Era alto, casi alcanzando los dos metros de estatura, su cabellera negra desprendía atractivos destellos azulados, cayendo suavemente sobre su rostro, y sus ojos; eran para perderse, de un hechizante azul eléctrico que podía llegar a hipnotizar. Sus brazos, con ellos sus articulaciones, mostraban nudos de madera y fijaciones de clavos, pero su cara, de mandíbula cuadrada y barbilla afilada, estaba limpia, de un claro tono blanco navajo.
Por si fuera poco, el chico mostraba un físico atrayente con amplios hombros, cintura delgada y músculos marcados, como un leñador que trabaja duro.
Pero más que verse cautivada, la rubia se sentía apanicada, con el corazón queriendo salir de su pecho en un arranque de histeria.
—¡Aléjate! —le ordenó cuando él se trató de acercar a ella.
Como medida preventiva, se trepó a la ventana abierta, sujetándose del marco y subiendo sus pies a la cornisa, dispuesta a lanzarse en cuanto la situación lo meritara.

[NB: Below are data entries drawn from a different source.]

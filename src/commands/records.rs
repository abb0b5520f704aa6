// Copyright (c) 2025 Soumyadip Sarkar.
// All rights reserved.
//
// This source code is licensed under the license found in the
// LICENSE file in the root directory of this source tree.

use super::{print_guard, rate_from_args};
use crate::fx::{Aggregate, CurrencyCode, MoneyRecord, RecordKind, aggregate, aggregate_by, resolve_rate};
use crate::models::{StoredRecord, TotalRow};
use crate::store::{RecordFilter, get_record, insert_record, list_records, update_record};
use crate::utils::{
    Settings, load_catalog, maybe_print_json, parse_currency, parse_date, parse_decimal,
    parse_month, pretty_table,
};
use anyhow::Result;
use chrono::Utc;
use rusqlite::Connection;
use rust_decimal::Decimal;

pub fn handle(conn: &Connection, m: &clap::ArgMatches) -> Result<()> {
    match m.subcommand() {
        Some(("add", sub)) => add(conn, sub)?,
        Some(("edit", sub)) => edit(conn, sub)?,
        Some(("list", sub)) => list(conn, sub)?,
        Some(("total", sub)) => total(conn, sub)?,
        Some(("export", sub)) => super::exporter::export_records(conn, sub)?,
        _ => {}
    }
    Ok(())
}

fn fmt_usd(v: Option<Decimal>) -> String {
    v.map(|d| format!("{:.2}", d))
        .unwrap_or_else(|| "unconvertible".to_string())
}

fn add(conn: &Connection, sub: &clap::ArgMatches) -> Result<()> {
    let settings = Settings::load(conn)?;
    let kind: RecordKind = sub
        .get_one::<String>("kind")
        .unwrap()
        .parse()
        .map_err(anyhow::Error::msg)?;
    let amount = parse_decimal(sub.get_one::<String>("amount").unwrap())?;
    let currency = parse_currency(sub.get_one::<String>("currency").unwrap())?;
    let date = match sub.get_one::<String>("date") {
        Some(d) => parse_date(d)?,
        None => Utc::now().date_naive(),
    };
    let note = sub.get_one::<String>("note").map(|s| s.as_str());

    let picked = rate_from_args(conn, &settings, &currency, sub)?;
    if let Some(g) = &picked.guard {
        print_guard(g);
    }
    let rec = MoneyRecord::with_rate(amount, currency, picked.rate, picked.rate_type);
    let id = insert_record(conn, kind, date, &rec, note)?;
    println!(
        "Recorded #{} {} {} on {} (USD {})",
        id,
        kind,
        rec.money(),
        date,
        fmt_usd(rec.amount_in_usd)
    );
    Ok(())
}

fn edit(conn: &Connection, sub: &clap::ArgMatches) -> Result<()> {
    let settings = Settings::load(conn)?;
    let id = *sub.get_one::<i64>("id").unwrap();
    let mut stored = get_record(conn, id)?;
    let before = stored.record.amount_in_usd;
    let rate_given = sub.contains_id("type") || sub.contains_id("custom");

    if let Some(c) = sub.get_one::<String>("currency") {
        let currency = parse_currency(c)?;
        let picked = rate_from_args(conn, &settings, &currency, sub)?;
        if let Some(g) = &picked.guard {
            print_guard(g);
        }
        stored
            .record
            .edit_currency(currency, picked.rate, picked.rate_type);
    } else if rate_given {
        let currency = stored.record.currency.clone();
        let picked = rate_from_args(conn, &settings, &currency, sub)?;
        if let Some(g) = &picked.guard {
            print_guard(g);
        }
        stored.record.edit_rate(picked.rate, picked.rate_type);
    }
    if let Some(a) = sub.get_one::<String>("amount") {
        stored.record.edit_amount(parse_decimal(a)?);
    }
    update_record(conn, id, &stored.record)?;
    println!(
        "Updated #{}: {} (USD {} -> {})",
        id,
        stored.record.money(),
        fmt_usd(before),
        fmt_usd(stored.record.amount_in_usd)
    );
    Ok(())
}

fn filter_from(sub: &clap::ArgMatches) -> Result<RecordFilter> {
    Ok(RecordFilter {
        kind: match sub.get_one::<String>("kind") {
            Some(k) => Some(k.parse().map_err(anyhow::Error::msg)?),
            None => None,
        },
        month: match sub.get_one::<String>("month") {
            Some(m) => Some(parse_month(m)?),
            None => None,
        },
        limit: sub.try_get_one::<usize>("limit").ok().flatten().copied(),
    })
}

/// Default display rate for `currency`, honouring favorites.
pub fn display_rate_for(
    conn: &Connection,
    settings: &Settings,
    currency: &CurrencyCode,
) -> Result<Option<Decimal>> {
    let catalog = load_catalog(conn, &settings.user, currency, None)?;
    Ok(resolve_rate(currency, &catalog, true).selected_rate())
}

fn list(conn: &Connection, sub: &clap::ArgMatches) -> Result<()> {
    let json_flag = sub.get_flag("json");
    let jsonl_flag = sub.get_flag("jsonl");
    let settings = Settings::load(conn)?;
    let data = list_records(conn, &filter_from(sub)?)?;
    if maybe_print_json(json_flag, jsonl_flag, &data)? {
        return Ok(());
    }
    let shown_in = match sub.get_one::<String>("currency") {
        Some(c) => Some(parse_currency(c)?),
        None => None,
    };
    let shown_rate = match &shown_in {
        Some(c) => display_rate_for(conn, &settings, c)?,
        None => None,
    };
    let rows: Vec<Vec<String>> = data
        .iter()
        .map(|r| {
            let mut row = vec![
                r.id.to_string(),
                r.date.to_string(),
                r.kind.to_string(),
                r.record.money().to_string(),
                r.record
                    .recorded_rate_type
                    .as_ref()
                    .map(|t| t.to_string())
                    .unwrap_or_default(),
                r.record
                    .recorded_rate
                    .map(|d| d.normalize().to_string())
                    .unwrap_or_default(),
                fmt_usd(r.record.amount_in_usd),
            ];
            if let Some(target) = &shown_in {
                row.push(
                    r.record
                        .redisplay(target, shown_rate)
                        .map(|m| m.to_string())
                        .unwrap_or_else(|| "unconvertible".to_string()),
                );
            }
            row.push(r.note.clone().unwrap_or_default());
            row
        })
        .collect();
    let shown_hdr = shown_in.as_ref().map(|c| format!("In {}", c));
    let mut headers = vec!["Id", "Date", "Kind", "Amount", "Rate type", "Rate", "USD"];
    if let Some(h) = &shown_hdr {
        headers.push(h.as_str());
    }
    headers.push("Note");
    println!("{}", pretty_table(&headers, rows));
    Ok(())
}

fn total_row(group: String, a: &Aggregate) -> TotalRow {
    TotalRow {
        group,
        total: a.total.to_string(),
        currency: a.total.currency.to_string(),
        usd_total: format!("{:.2}", a.usd_total),
        included: a.included,
        skipped: a.skipped,
    }
}

fn total(conn: &Connection, sub: &clap::ArgMatches) -> Result<()> {
    let json_flag = sub.get_flag("json");
    let jsonl_flag = sub.get_flag("jsonl");
    let settings = Settings::load(conn)?;
    let display = match sub.get_one::<String>("currency") {
        Some(c) => parse_currency(c)?,
        None => settings.display_currency.clone(),
    };
    let stored = list_records(conn, &filter_from(sub)?)?;
    let by = sub.get_one::<String>("by").map(|s| s.as_str());
    let rows = totals(conn, &settings, &stored, &display, by)?;

    if !maybe_print_json(json_flag, jsonl_flag, &rows)? {
        let skipped: usize = rows.iter().map(|r| r.skipped).sum();
        let table = rows
            .into_iter()
            .map(|r| vec![r.group, r.total, r.usd_total, r.included.to_string()])
            .collect();
        let total_hdr = format!("Total ({})", display);
        println!(
            "{}",
            pretty_table(&["Group", total_hdr.as_str(), "USD", "Records"], table)
        );
        if skipped > 0 {
            println!("{} record(s) without a USD value were left out.", skipped);
        }
    }
    Ok(())
}

/// Totals grouped by `by` (`month`, `kind` or everything), one display rate for all groups.
pub fn totals(
    conn: &Connection,
    settings: &Settings,
    stored: &[StoredRecord],
    target: &CurrencyCode,
    by: Option<&str>,
) -> Result<Vec<TotalRow>> {
    let rate = display_rate_for(conn, settings, target)?;
    if rate.is_none() && !target.is_usd() {
        tracing::warn!(currency = %target, "no rate for display currency, totals will read 0");
    }
    let rows = match by {
        Some("month") => aggregate_by(stored, |s| &s.record, |s| s.month(), target, |_| rate)
            .into_iter()
            .map(|(k, a)| total_row(k, &a))
            .collect(),
        Some("kind") => aggregate_by(stored, |s| &s.record, |s| s.kind, target, |_| rate)
            .into_iter()
            .map(|(k, a)| total_row(k.to_string(), &a))
            .collect(),
        _ => {
            let records: Vec<MoneyRecord> = stored.iter().map(|s| s.record.clone()).collect();
            vec![total_row("all".to_string(), &aggregate(&records, target, |_| rate))]
        }
    };
    Ok(rows)
}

—Princesa Snowzel, baja de ahí. Te harás daño —dijo el inexperto muchacho, observando a la chica con preocupación.
—¿Quién eres? ¿Qué quieres hacer conmigo? —le cuestionó la chica sin ninguna intención de descender.
—Yo soy Pinhood, ¿me recuerdas? El hada mágica con cara de conejo vino anoche y me dio vida para ayudar al oráculo a destruir el mal —respondió Pinhood y trató de acercarse para que lo comprobara por su cuenta.
—¡Estás loco! Aléjate —le volvió a gritar Snowzel al notar cómo se aproximaba. Observó por encima de su hombro derecho los quince metros de altura que mantenía su torre alejada del piso. Los arbustos habían sido bien recortados y adornados por los jardineros reales, pero no parecía que fueran un cómodo aterrizaje.
Entre más lo analizaba más se daba cuenta que no quería llegar al punto de tener que tirarse por la ventana. Sería una muerte segura. Pero como si una fuerza superior no permitiera la redención después de un impulso, uno de sus tacones resbaló del metal, haciéndola perder el equilibrio e irse hacia atrás por la inercia de la gravedad. Snowzel estiró el brazo intentando agarrarse de cualquier lugar para evitar la inminente caída.
Pinhood, haciendo acopio de sus grandes reflejos, se lanzó contra ella para tomarla de la mano y así prevenir una desgracia, pero no fue tan rápido. Lo único que se escuchó alrededor del frondoso bosque por encima del suave canto de los pájaros, fue el grito despavorido de la chica al desplomarse.